Il problema di molti amministratori è la totale mancanza di informazioni o come sta capitando da anni a questa parte, i nostri rappresentanti politici delle istituzioni (regione e parlamento europeo) che sono totalmente indifferenti al destino del Territorio Aurunco.
Bisogna avere coraggio come quel sindaco calabrese che, grazie al fotovoltaico, ha azzerato la Tasi per i suoi cittadini
Antonio Cersosimo, primo cittadino di San Lorenzo Bellizzi (Cosenza), ha cancellato la Tasi 2014 per i suoi 700 concittadini grazie agli impianti fotovoltaici costruiti recentemente.
Non parliamo del profondo e virtuoso nord Italia, ma di una provincia che ha, nel bene o male, difficoltà molto simili alla nostra. Cosenza e Caserta non sono lontane e non lo sono neanche San Lorenzo Bellizzi e Sessa Aurunca.
I 700 abitanti non pagheranno per l’anno 2014 la famigerata Tasi (Tassa sui servizi indivisibili) proprio grazie al fotovoltaico. E i proprietari degli immobili situati nel centro storico che decideranno di ristrutturare la loro casa saranno esentati dal pagamento delle tasse per 5 anni.
Certamente la proporzione con gli oltre 20mila abitanti del Comune di Sessa Aurunca non è paragonabile, ma di certo se non è possibile annullare totalmente la TASI con una politica virtuosa sulle energie rinnovabili è possibile ridurla e migliorare la qualità della vita in un territorio.
Sarà mia cura visitare il Sindaco di San Lorenzo Bellizzi e condividere questa esperienza, ma ancor prima, progettare per investire sul territorio e per poter ampliare l’offerta.
Il mio auspicio è la trasformazione nell’immaginario collettivo in pochi anni del Territorio Aurunco, dalla sede della Centrale Nucleare e del Cementificio (cementificio di cui dobbiamo ringraziare un deputato regionale ancora in carica) alla Terra delle Energie Rinnovabili.

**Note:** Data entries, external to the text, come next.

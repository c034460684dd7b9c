use std::collections::VecDeque;
use std::time::{Duration, Instant};

use anyhow::{Context, Result};
use chrono::{NaiveDate, Utc};
use rust_decimal::Decimal;
use serde::Deserialize;
use tracing::{debug, info, warn};

use crate::price_history::{daily_prices, HistoricalPrices, PriceRequirements};

const API_BASE: &str = "https://api.coingecko.com/api/v3";

/// Extra days requested beyond the oldest date that needs a price.
const HISTORY_MARGIN_DAYS: i64 = 10;

/// Maps a ticker symbol to the coin id CoinGecko uses for it.
pub(crate) fn coin_id(symbol: &str) -> Option<&'static str> {
    let id = match symbol {
        "ADA" => "cardano",
        "AVAX" => "avalanche-2",
        "AXS" => "axie-infinity",
        "BNB" => "bnb",
        "BSGG" => "betswap-gg",
        "BTC" => "bitcoin",
        "CRO" => "crypto-com-chain",
        "DOGE" => "dogecoin",
        "DOT" => "polkadot",
        "ENJ" => "enjincoin",
        "ETH" => "ethereum",
        "FLOW" => "flow",
        "FWT" => "freeway",
        "GOHM" => "governance-ohm",
        "MANA" => "decentraland",
        "MATIC" => "matic-network",
        "NEXO" => "nexo",
        "SAND" => "the-sandbox",
        "SOL" => "solana",
        "TIME" => "wonderland",
        "WMEMO" => "wrapped-memory",
        _ => return None,
    };
    Some(id)
}

// {"prices":[[1634774401000,32000.5],...],"market_caps":[...],"total_volumes":[...]}
#[derive(Debug, Deserialize)]
struct MarketChartResponse {
    prices: Vec<[f64; 2]>,
}

/// Client side throttle for the public API, which allows only a handful of
/// calls per minute.
#[derive(Debug)]
pub(crate) struct RateLimiter {
    calls: VecDeque<Instant>,
    window: Duration,
    max_calls: usize,
    pause: Duration,
}

impl Default for RateLimiter {
    fn default() -> Self {
        Self::new(Duration::from_secs(60), 6, Duration::from_secs(8))
    }
}

impl RateLimiter {
    pub fn new(window: Duration, max_calls: usize, pause: Duration) -> Self {
        Self { calls: VecDeque::new(), window, max_calls, pause }
    }

    /// Records a call made at `now` and returns how long to wait before
    /// making it.
    fn register(&mut self, now: Instant) -> Option<Duration> {
        while self.calls.front().is_some_and(|t| now.duration_since(*t) > self.window) {
            self.calls.pop_front();
        }
        self.calls.push_back(now);
        (self.calls.len() > self.max_calls).then_some(self.pause)
    }

    pub async fn wait(&mut self) {
        if let Some(pause) = self.register(Instant::now()) {
            debug!("{} calls within {:?}, pausing for {:?}", self.calls.len(), self.window, pause);
            tokio::time::sleep(pause).await;
        }
    }
}

pub(crate) struct CoinGecko {
    client: reqwest::Client,
    limiter: RateLimiter,
}

impl CoinGecko {
    pub fn new() -> Self {
        Self { client: reqwest::Client::new(), limiter: RateLimiter::default() }
    }

    /// Fetches `days` of USD prices for a coin, averaged per day.
    pub async fn daily_usd_prices(&mut self, coin: &str, days: i64) -> Result<std::collections::BTreeMap<NaiveDate, Decimal>> {
        self.limiter.wait().await;

        let url = format!("{}/coins/{}/market_chart?vs_currency=usd&days={}", API_BASE, coin, days);
        info!("Fetching {} days of {} prices", days, coin);
        let response: MarketChartResponse = self
            .client
            .get(&url)
            .header("Accept", "application/json")
            .send()
            .await
            .with_context(|| format!("Request for {} prices failed", coin))?
            .error_for_status()?
            .json()
            .await
            .with_context(|| format!("Unexpected response for {} prices", coin))?;

        let points: Vec<(i64, Decimal)> = response
            .prices
            .iter()
            .filter_map(|[millis, price]| Decimal::from_f64_retain(*price).map(|p| (*millis as i64, p)))
            .collect();

        Ok(daily_prices(&points)?)
    }
}

/// Fills the history with every coin whose required dates it cannot price.
/// A coin that fails to download is skipped with a warning; its rows will
/// report the missing price.
pub(crate) async fn fetch_missing(history: &mut HistoricalPrices, requirements: &PriceRequirements) -> Result<()> {
    let missing = requirements.missing(history);
    if missing.is_empty() {
        return Ok(());
    }

    let today = Utc::now().date_naive();
    let mut api = CoinGecko::new();

    for (symbol, oldest) in missing {
        let Some(coin) = coin_id(&symbol) else {
            continue;
        };
        let days = (today - oldest).num_days().max(0) + HISTORY_MARGIN_DAYS;
        match api.daily_usd_prices(coin, days).await {
            Ok(daily) => {
                let added = history.add_daily(coin, daily);
                info!("Added {} daily {} prices", added, symbol);
            }
            Err(err) => warn!("Could not fetch {} prices: {:#}", symbol, err),
        }
    }

    Ok(())
}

Ma vediamo cosa e come fare.
Due anni fa, sfruttando i generosi incentivi del quinto Conto Energia, il sindaco Antonio Cersosimo ha deciso di investire sul fotovoltaico installando tre impianti (da 13 MW) nei terreni situati nei Comuni di Corigliano Calabro, Cassano allo Ionio e Francavilla Marittima, dove vigeva l’autorizzazione per l’installazione su serra. Un’operazione che ha permesso di risparmiare 90.000 euro all’anno, portando in attivo il bilancio economico della città e permettendo di abbassare così le tasse ai cittadini, eliminando anche la Tasi. Secondo Cersosimo l’investimento fatto nel 2012 ha portato benefici economici già dall’anno successivo all’acquisto, e garantirà un introito per i prossimi 25 anni.
Il Governo Renzi più sensibile alle Lobby petrolifere e gas ha con la nuova normativa sugli incentivi reso pià difficile continuare a puntare sul solare. Prima il sussidio riusciva a coprire l’investimento iniziale, ora non è più così. Il Governo Renzi sembra guardare solo al petrolio e al gas e punta sullo “sblocca-Italia”, che accentra il potere per velocizzare la ricerca e l’estrazione di idrocarburi ma nulla dice sulle rinnovabili.
Ecco perchè serve una programmazione precisa e puntuale.
Nel Comune di Sessa Aurunca sono già presenti aziende di produzione di energia solare e sulla scorta della riuscita di questi investimenti privati bisogna tentare di ampliarla anche nell’ottica pubblica. Il nostro territorio è estremamente appetibile in questo senso perchè è vasto, è ben posizionato climaticamente e morfologicamente ed ha spazi enormi per poter investire in questo senso.
Sarà mio impegno lavorarci su con una equipe di esperti che dovranno coadiuvarci e trovare soluzioni ed idee.
Forse non eliminerò la TASI, ma certamente potremo ridurla abbondantemente.
Non solo solito fare promesse, altrimenti assomiglierei a quei politicanti aurunci che illudono giovani e cittadini, ma una cosa la posso sin da ora assicurare: il mio impegno per un Comune di Sessa Aurunca virtuoso ed energeticamente più pulito.